## Exercise prompt
Lines of the data that contain the word "TypeTag" are the ones to copy.

## Source records
++++++++++++++++++++
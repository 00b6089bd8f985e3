//! Columnar block storage nodes.
//!
//! A [`DataBlock`] holds a run of rows of a key-ordered sequence:
//!
//! ```text
//! columns ──► Columns { keys:   [k0 k1 k2 .. k(cap-1)]        (absent for implicit keys)
//!                       values: [v0 v1 v2 .. v(cap*cols-1)]   (row-major) }
//! row_count ── rows [0, row_count) are published
//! ```
//!
//! One writer at a time appends at `row_count` and then stores the new
//! count with `Release`. That store is the publish barrier: a reader that
//! loads the count with `Acquire` sees every column write of every row
//! below it. Readers always load the count before the columns pointer.
//!
//! Growth never mutates in place. Fresh buffers are allocated, the
//! published rows copied, and the columns pointer swapped in one atomic
//! step. The replaced columns are retired, not freed, so a reader that
//! loaded the old pointer keeps reading valid (if stale) rows until the
//! block itself is dropped.
//!
//! Element types are fixed at creation through [`TypeTag`]s; every typed
//! access with the wrong type fails fast.

use std::any::Any;
use std::fmt;
use std::ops::Deref;
use std::ptr;
use std::sync::atomic::{AtomicBool, AtomicPtr, AtomicUsize, Ordering};
use std::sync::{Arc, Mutex, PoisonError};

use skein_buffers::{Retained, MIN_POOLED_BUFFER_LEN};
use skein_core::lookup::search;
use skein_core::{fail_fast, KeyComparer, Lookup, TypeTag, Violation};
use smallvec::SmallVec;

use crate::error::BlockError;
use crate::source::BufferSource;
use crate::vec::{Element, RetainedVec};

/// How a block stores row keys.
#[derive(Clone, Copy, Debug, PartialEq, Eq, Hash)]
pub enum KeyMode {
    /// Keys live in their own column.
    Explicit,
    /// No key column: the key of row `i` is `index_base + i` as a `u64`.
    Implicit,
}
++++++++++++++++++++
## Answer for the task
//! Element types are fixed at creation through [`TypeTag`]s; every typed
use skein_core::{fail_fast, KeyComparer, Lookup, TypeTag, Violation};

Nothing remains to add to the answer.